//! Sine and cosine of a power series by the derivative recurrence.
//!
//! With `s = sin(h)` and `c = cos(h)` we have `s' = c h'` and `c' = -s h'`.
//! Matching coefficients gives, for `k >= 1`,
//!
//! ```text
//! k s_k =  sum_{j=1}^{k} j h_j c_{k-j}
//! k c_k = -sum_{j=1}^{k} j h_j s_{k-j}
//! ```
//!
//! so each output coefficient depends only on lower-indexed ones.

use cert_core::errors::{CertError, ErrorInfo};
use cert_core::Arb;
use tracing::{debug, trace};

use crate::poly::ArbPoly;

fn series_error(code: &str, message: impl Into<String>) -> CertError {
    CertError::Config(ErrorInfo::new(code, message.into()))
}

/// Scratch storage for the derivative-weighted input series `k h_k`.
///
/// The buffer only grows, so one workspace can serve repeated evaluations
/// without reallocating.
#[derive(Debug, Clone, Default)]
pub struct SinCosWorkspace {
    weighted: Vec<Arb>,
}

impl SinCosWorkspace {
    /// Empty workspace.
    pub fn new() -> Self {
        Self::default()
    }

    /// Workspace able to handle inputs of `len` coefficients without growing.
    pub fn with_capacity(len: usize) -> Self {
        Self {
            weighted: vec![Arb::zero(); len],
        }
    }

    /// Number of coefficients the buffer currently holds.
    pub fn capacity(&self) -> usize {
        self.weighted.len()
    }

    fn prepare(&mut self, len: usize) -> &mut [Arb] {
        if self.weighted.len() < len {
            self.weighted.resize(len, Arb::zero());
        }
        &mut self.weighted[..len]
    }
}

/// Writes the first `n` coefficients of `sin(h)` and `cos(h)` (or of
/// `sin(pi h)` and `cos(pi h)` when `times_pi` is set) into `s` and `c`.
///
/// `h` must hold at least one coefficient and both outputs at least `n`
/// slots; entries of `s` and `c` past `n` are left untouched. Coefficients
/// past `n` are not bounded: the output is the exact truncation of the
/// series, enclosed coefficient by coefficient.
pub fn sin_cos_series_basecase(
    s: &mut [Arb],
    c: &mut [Arb],
    h: &[Arb],
    n: usize,
    prec: u32,
    times_pi: bool,
    workspace: &mut SinCosWorkspace,
) -> Result<(), CertError> {
    if n == 0 {
        return Ok(());
    }
    if h.is_empty() {
        return Err(series_error("empty-input", "input series has no coefficients"));
    }
    if s.len() < n || c.len() < n {
        return Err(CertError::Config(
            ErrorInfo::new("output-too-short", "output storage is shorter than n")
                .with_context("n", n)
                .with_context("sin_len", s.len())
                .with_context("cos_len", c.len()),
        ));
    }

    let hlen = h.len();
    (s[0], c[0]) = if times_pi {
        h[0].sin_cos_pi(prec)
    } else {
        h[0].sin_cos(prec)
    };

    if hlen == 1 {
        s[1..n].fill(Arb::zero());
        c[1..n].fill(Arb::zero());
        return Ok(());
    }

    let alen = n.min(hlen);
    let weighted = workspace.prepare(alen);
    let pi = times_pi.then(|| Arb::const_pi(prec));
    for k in 1..alen {
        let a = h[k].mul_ui(k as u64, prec);
        weighted[k] = match &pi {
            Some(pi) => a.mul(pi, prec),
            None => a,
        };
    }

    for k in 1..n {
        let mut t = Arb::zero();
        let mut u = Arb::zero();
        for j in 1..(k + 1).min(hlen) {
            t = t.submul(&weighted[j], &s[k - j], prec);
            u = u.addmul(&weighted[j], &c[k - j], prec);
        }
        c[k] = t.div_ui(k as u64, prec);
        s[k] = u.div_ui(k as u64, prec);
        trace!(k, sin = %s[k], cos = %c[k], "series coefficient");
    }
    Ok(())
}

/// Writes `sin(h)` and `cos(h)` truncated to length `n` into `s` and `c`,
/// reusing their storage and the workspace.
///
/// With `n == 0` both outputs are zero; an empty `h` gives `s = 0` and
/// `c = 1`. Outputs are normalised.
pub fn sin_cos_series_into(
    s: &mut ArbPoly,
    c: &mut ArbPoly,
    h: &ArbPoly,
    n: usize,
    prec: u32,
    times_pi: bool,
    workspace: &mut SinCosWorkspace,
) -> Result<(), CertError> {
    if n == 0 {
        *s = ArbPoly::zero();
        *c = ArbPoly::zero();
        return Ok(());
    }
    if h.is_empty() {
        *s = ArbPoly::zero();
        *c = ArbPoly::one();
        return Ok(());
    }
    debug!(n, hlen = h.len(), prec, times_pi, "sin/cos series");
    s.fit_length(n);
    c.fit_length(n);
    s.set_length(n);
    c.set_length(n);
    sin_cos_series_basecase(
        s.coeffs_mut(),
        c.coeffs_mut(),
        h.coeffs(),
        n,
        prec,
        times_pi,
        workspace,
    )?;
    s.normalise();
    c.normalise();
    Ok(())
}

/// `(sin(h), cos(h))` truncated to length `n`.
pub fn sin_cos_series(h: &ArbPoly, n: usize, prec: u32) -> Result<(ArbPoly, ArbPoly), CertError> {
    let mut s = ArbPoly::zero();
    let mut c = ArbPoly::zero();
    let mut workspace = SinCosWorkspace::with_capacity(n.min(h.len()));
    sin_cos_series_into(&mut s, &mut c, h, n, prec, false, &mut workspace)?;
    Ok((s, c))
}

/// `(sin(pi h), cos(pi h))` truncated to length `n`.
pub fn sin_cos_pi_series(
    h: &ArbPoly,
    n: usize,
    prec: u32,
) -> Result<(ArbPoly, ArbPoly), CertError> {
    let mut s = ArbPoly::zero();
    let mut c = ArbPoly::zero();
    let mut workspace = SinCosWorkspace::with_capacity(n.min(h.len()));
    sin_cos_series_into(&mut s, &mut c, h, n, prec, true, &mut workspace)?;
    Ok((s, c))
}

/// `sin(h)` truncated to length `n`.
pub fn sin_series(h: &ArbPoly, n: usize, prec: u32) -> Result<ArbPoly, CertError> {
    sin_cos_series(h, n, prec).map(|(s, _)| s)
}

/// `cos(h)` truncated to length `n`.
pub fn cos_series(h: &ArbPoly, n: usize, prec: u32) -> Result<ArbPoly, CertError> {
    sin_cos_series(h, n, prec).map(|(_, c)| c)
}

_ _ _ _ _ _ _

Task requirements
Would you please repeat the entire listing above exactly?

Exercise result
//! Sine and cosine of a power series by the derivative recurrence.
//!
//! With `s = sin(h)` and `c = cos(h)` we have `s' = c h'` and `c' = -s h'`.
//! Matching coefficients gives, for `k >= 1`,
//!
//! ```text
//! k s_k =  sum_{j=1}^{k} j h_j c_{k-j}
//! k c_k = -sum_{j=1}^{k} j h_j s_{k-j}
//! ```
//!
//! so each output coefficient depends only on lower-indexed ones.

use cert_core::errors::{CertError, ErrorInfo};
use cert_core::Arb;
use tracing::{debug, trace};

use crate::poly::ArbPoly;

fn series_error(code: &str, message: impl Into<String>) -> CertError {
    CertError::Config(ErrorInfo::new(code, message.into()))
}

/// Scratch storage for the derivative-weighted input series `k h_k`.
///
/// The buffer only grows, so one workspace can serve repeated evaluations
/// without reallocating.
#[derive(Debug, Clone, Default)]
pub struct SinCosWorkspace {
    weighted: Vec<Arb>,
}

impl SinCosWorkspace {
    /// Empty workspace.
    pub fn new() -> Self {
        Self::default()
    }

    /// Workspace able to handle inputs of `len` coefficients without growing.
    pub fn with_capacity(len: usize) -> Self {
        Self {
            weighted: vec![Arb::zero(); len],
        }
    }

    /// Number of coefficients the buffer currently holds.
    pub fn capacity(&self) -> usize {
        self.weighted.len()
    }

    fn prepare(&mut self, len: usize) -> &mut [Arb] {
        if self.weighted.len() < len {
            self.weighted.resize(len, Arb::zero());
        }
        &mut self.weighted[..len]
    }
}

/// Writes the first `n` coefficients of `sin(h)` and `cos(h)` (or of
/// `sin(pi h)` and `cos(pi h)` when `times_pi` is set) into `s` and `c`.
///
/// `h` must hold at least one coefficient and both outputs at least `n`
/// slots; entries of `s` and `c` past `n` are left untouched. Coefficients
/// past `n` are not bounded: the output is the exact truncation of the
/// series, enclosed coefficient by coefficient.
pub fn sin_cos_series_basecase(
    s: &mut [Arb],
    c: &mut [Arb],
    h: &[Arb],
    n: usize,
    prec: u32,
    times_pi: bool,
    workspace: &mut SinCosWorkspace,
) -> Result<(), CertError> {
    if n == 0 {
        return Ok(());
    }
    if h.is_empty() {
        return Err(series_error("empty-input", "input series has no coefficients"));
    }
    if s.len() < n || c.len() < n {
        return Err(CertError::Config(
            ErrorInfo::new("output-too-short", "output storage is shorter than n")
                .with_context("n", n)
                .with_context("sin_len", s.len())
                .with_context("cos_len", c.len()),
        ));
    }

    let hlen = h.len();
    (s[0], c[0]) = if times_pi {
        h[0].sin_cos_pi(prec)
    } else {
        h[0].sin_cos(prec)
    };

    if hlen == 1 {
        s[1..n].fill(Arb::zero());
        c[1..n].fill(Arb::zero());
        return Ok(());
    }

    let alen = n.min(hlen);
    let weighted = workspace.prepare(alen);
    let pi = times_pi.then(|| Arb::const_pi(prec));
    for k in 1..alen {
        let a = h[k].mul_ui(k as u64, prec);
        weighted[k] = match &pi {
            Some(pi) => a.mul(pi, prec),
            None => a,
        };
    }

    for k in 1..n {
        let mut t = Arb::zero();
        let mut u = Arb::zero();
        for j in 1..(k + 1).min(hlen) {
            t = t.submul(&weighted[j], &s[k - j], prec);
            u = u.addmul(&weighted[j], &c[k - j], prec);
        }
        c[k] = t.div_ui(k as u64, prec);
        s[k] = u.div_ui(k as u64, prec);
        trace!(k, sin = %s[k], cos = %c[k], "series coefficient");
    }
    Ok(())
}

/// Writes `sin(h)` and `cos(h)` truncated to length `n` into `s` and `c`,
/// reusing their storage and the workspace.
///
/// With `n == 0` both outputs are zero; an empty `h` gives `s = 0` and
/// `c = 1`. Outputs are normalised.
pub fn sin_cos_series_into(
    s: &mut ArbPoly,
    c: &mut ArbPoly,
    h: &ArbPoly,
    n: usize,
    prec: u32,
    times_pi: bool,
    workspace: &mut SinCosWorkspace,
) -> Result<(), CertError> {
    if n == 0 {
        *s = ArbPoly::zero();
        *c = ArbPoly::zero();
        return Ok(());
    }
    if h.is_empty() {
        *s = ArbPoly::zero();
        *c = ArbPoly::one();
        return Ok(());
    }
    debug!(n, hlen = h.len(), prec, times_pi, "sin/cos series");
    s.fit_length(n);
    c.fit_length(n);
    s.set_length(n);
    c.set_length(n);
    sin_cos_series_basecase(
        s.coeffs_mut(),
        c.coeffs_mut(),
        h.coeffs(),
        n,
        prec,
        times_pi,
        workspace,
    )?;
    s.normalise();
    c.normalise();
    Ok(())
}

/// `(sin(h), cos(h))` truncated to length `n`.
pub fn sin_cos_series(h: &ArbPoly, n: usize, prec: u32) -> Result<(ArbPoly, ArbPoly), CertError> {
    let mut s = ArbPoly::zero();
    let mut c = ArbPoly::zero();
    let mut workspace = SinCosWorkspace::with_capacity(n.min(h.len()));
    sin_cos_series_into(&mut s, &mut c, h, n, prec, false, &mut workspace)?;
    Ok((s, c))
}

/// `(sin(pi h), cos(pi h))` truncated to length `n`.
pub fn sin_cos_pi_series(
    h: &ArbPoly,
    n: usize,
    prec: u32,
) -> Result<(ArbPoly, ArbPoly), CertError> {
    let mut s = ArbPoly::zero();
    let mut c = ArbPoly::zero();
    let mut workspace = SinCosWorkspace::with_capacity(n.min(h.len()));
    sin_cos_series_into(&mut s, &mut c, h, n, prec, true, &mut workspace)?;
    Ok((s, c))
}

/// `sin(h)` truncated to length `n`.
pub fn sin_series(h: &ArbPoly, n: usize, prec: u32) -> Result<ArbPoly, CertError> {
    sin_cos_series(h, n, prec).map(|(s, _)| s)
}

/// `cos(h)` truncated to length `n`.
pub fn cos_series(h: &ArbPoly, n: usize, prec: u32) -> Result<ArbPoly, CertError> {
    sin_cos_series(h, n, prec).map(|(_, c)| c)
}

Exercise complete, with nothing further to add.